More efficient peptide binding to MHC class II molecules during cathepsin B digestion of I_i than after I_i release

The binding of a T cell-presented peptide to MHC class II α,β chains occurs as a concurrent process with the release of the associated invariant chain (I_i) by cathepsin B. I_i was digested by cathepsin B from solubilized, MHC class II α,β,I_i complexes in the presence of N-hydroxysuccinimidyl-4-azidobenzoate-conjugated, ¹²⁵I-labeled, influenza virus matrix (18-29) peptide. The peptide was crosslinked where it became bound. This HLA-DR1-restricted peptide bound about three times more efficiently to class II α,β chains of DR 1- positive B cells when present during cathepsin B digestion of I_i than when added afterward, also at pH 5.0. Binding was competed by similarly DR-restricted peptides.
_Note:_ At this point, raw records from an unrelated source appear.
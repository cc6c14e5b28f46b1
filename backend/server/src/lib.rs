//! Documentation of a college admission booking platform.
//!
//! # General Infrastructure
//! - Browser talks to this API over JSON, nothing else is exposed
//! - API is stateless per request, every handler reads or writes the document store directly
//! - Document store is Redis, one hash per collection
//! - Identity lives with an external provider, the API never sees passwords
//! - Seeding is a separate CLI (`seed`) run by an admin, the public API never writes colleges
//!
//!
//!
//! # Routes
//!
//! | Method | Path | Notes |
//! |---|---|---|
//! | GET | `/api/colleges` | every college |
//! | GET | `/api/colleges/{id}` | 404 if absent, 400 if the id is malformed |
//! | POST | `/api/admissions` | 201, body validated |
//! | GET | `/api/admissions/{email}` | full college populated |
//! | POST | `/api/reviews` | 201, rating 1-5, comment up to 500 chars |
//! | GET | `/api/reviews` | newest first, college name and image |
//! | POST | `/api/papers` | 201 |
//! | GET | `/api/papers?category=&college=` | newest publish date first |
//! | GET | `/api/papers/college/{id}` | raw `collegeId` |
//! | GET | `/api/papers/{id}` | extended college projection |
//! | GET | `/api/users/{email}` | 404 means no profile yet |
//! | PATCH | `/api/users/{email}` | upsert |
//! | GET | `/health` | store connectivity |
//!
//! Error bodies are always `{"message": "..."}`. Only validation failures carry
//! detail, store failures come back as a bare `Server error`.
//!
//!
//!
//! # Notes
//!
//! ## Retries and duplicates
//! Clients retry on 5xx and network errors. There is no idempotency key, so a
//! create whose response was lost can be stored twice. Creates are rare and
//! user driven, so this is accepted.
//!
//! ## researchCount
//! Seeded per college and never recomputed from the papers collection.
//!
//!
//!
//! # Setup
//!
//! Run against a local Redis.
//! ```sh
//! docker run -p 6379:6379 redis
//! cargo run -p campus
//! ```
//!
//! Run without Redis.
//! ```sh
//! STORE=memory cargo run -p campus
//! ```
//!
//! Seed colleges and papers.
//! ```sh
//! cargo run -p seed -- --path data/seed.json
//! ```
//!
//! Verbose logs.
//! ```sh
//! RUST_LOG=server=debug,tower_http=debug cargo run -p campus
//! ```
//!
//!
//!
//! # Environment
//!
//! - `RUST_PORT`: listen port, default 5000
//! - `STORE`: `redis` or `memory`, default redis
//! - `REDIS_URL`: connection string, read from `/run/secrets/REDIS_URL` first
//! - `CORS_MAX_AGE_SECS`: preflight cache, default 3600
use std::{sync::Arc, time::Duration};

use anyhow::Context;
use axum::{
    Router,
    http::{
        Method,
        header::{AUTHORIZATION, CONTENT_TYPE},
    },
    routing::{get, post},
};

use signal::{
    ctrl_c,
    unix::{SignalKind, signal},
};
use tokio::{net::TcpListener, signal};
use tower_http::{
    cors::{Any, CorsLayer},
    trace::TraceLayer,
};
use tracing::info;
use tracing_subscriber::{EnvFilter, fmt};

pub mod config;
pub mod database;
pub mod error;
pub mod memory;
pub mod routes;
pub mod services;
pub mod state;
pub mod utils;

use config::Config;
use routes::{
    admissions_handler, college_handler, college_papers_handler, colleges_handler,
    create_admission_handler, create_paper_handler, create_review_handler, health_handler,
    paper_handler, papers_handler, reviews_handler, root_handler, update_user_handler,
    user_handler,
};
use state::AppState;

pub async fn start_server() -> anyhow::Result<()> {
    fmt().with_env_filter(EnvFilter::from_default_env()).init();

    info!("Loading config...");
    let config = Config::load()?;

    info!("Initializing state...");
    let state = AppState::new(config)
        .await
        .context("Failed to connect to the document store")?;

    info!("Starting server...");

    let app = app(state.clone());

    let address = format!("0.0.0.0:{}", state.config.port);
    info!("Binding to {address}");

    let listener = TcpListener::bind(&address)
        .await
        .with_context(|| format!("Failed to bind {address}"))?;
    info!("Server running on {address}");

    axum::serve(listener, app)
        .with_graceful_shutdown(shutdown_signal())
        .await
        .context("Server error")?;

    info!("Server shutting down...");

    Ok(())
}

pub fn app(state: Arc<AppState>) -> Router {
    let cors = CorsLayer::new()
        .allow_origin(Any)
        .allow_methods([Method::GET, Method::POST, Method::PATCH, Method::OPTIONS])
        .allow_headers([CONTENT_TYPE, AUTHORIZATION])
        .max_age(Duration::from_secs(state.config.cors_max_age));

    Router::new()
        .route("/", get(root_handler))
        .route("/health", get(health_handler))
        .route("/api/colleges", get(colleges_handler))
        .route("/api/colleges/{id}", get(college_handler))
        .route("/api/admissions", post(create_admission_handler))
        .route("/api/admissions/{email}", get(admissions_handler))
        .route(
            "/api/reviews",
            get(reviews_handler).post(create_review_handler),
        )
        .route("/api/papers", get(papers_handler).post(create_paper_handler))
        .route("/api/papers/college/{college_id}", get(college_papers_handler))
        .route("/api/papers/{id}", get(paper_handler))
        .route(
            "/api/users/{email}",
            get(user_handler).patch(update_user_handler),
        )
        .layer(TraceLayer::new_for_http())
        .layer(cors)
        .with_state(state)
}

async fn shutdown_signal() {
    let ctrl_c = async {
        ctrl_c().await.expect("Failed to install Ctrl+C handler");

        info!("Received Ctrl+C, shutting down");
    };

    #[cfg(unix)]
    let terminate = async {
        signal(SignalKind::terminate())
            .expect("Failed to install signal handler")
            .recv()
            .await;

        info!("Received terminate signal, shutting down");
    };

    #[cfg(not(unix))]
    let terminate = std::future::pending::<()>();

    tokio::select! {
        _ = ctrl_c => {},
        _ = terminate => {},
    }
}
Cathepsin D cleaved I_i but did not enhance peptide binding. However, a trace level of cathepsin D, added to the assay for peptide binding in the presence of cathepsin B, further enhanced peptide binding about three times. These experiments support an hypothesis for the staged release of I_i fragments by cathepsin D and cathepsin B, catalyzing at one point the insertion of a peptide into the antigen binding site formed by class II α and β chains.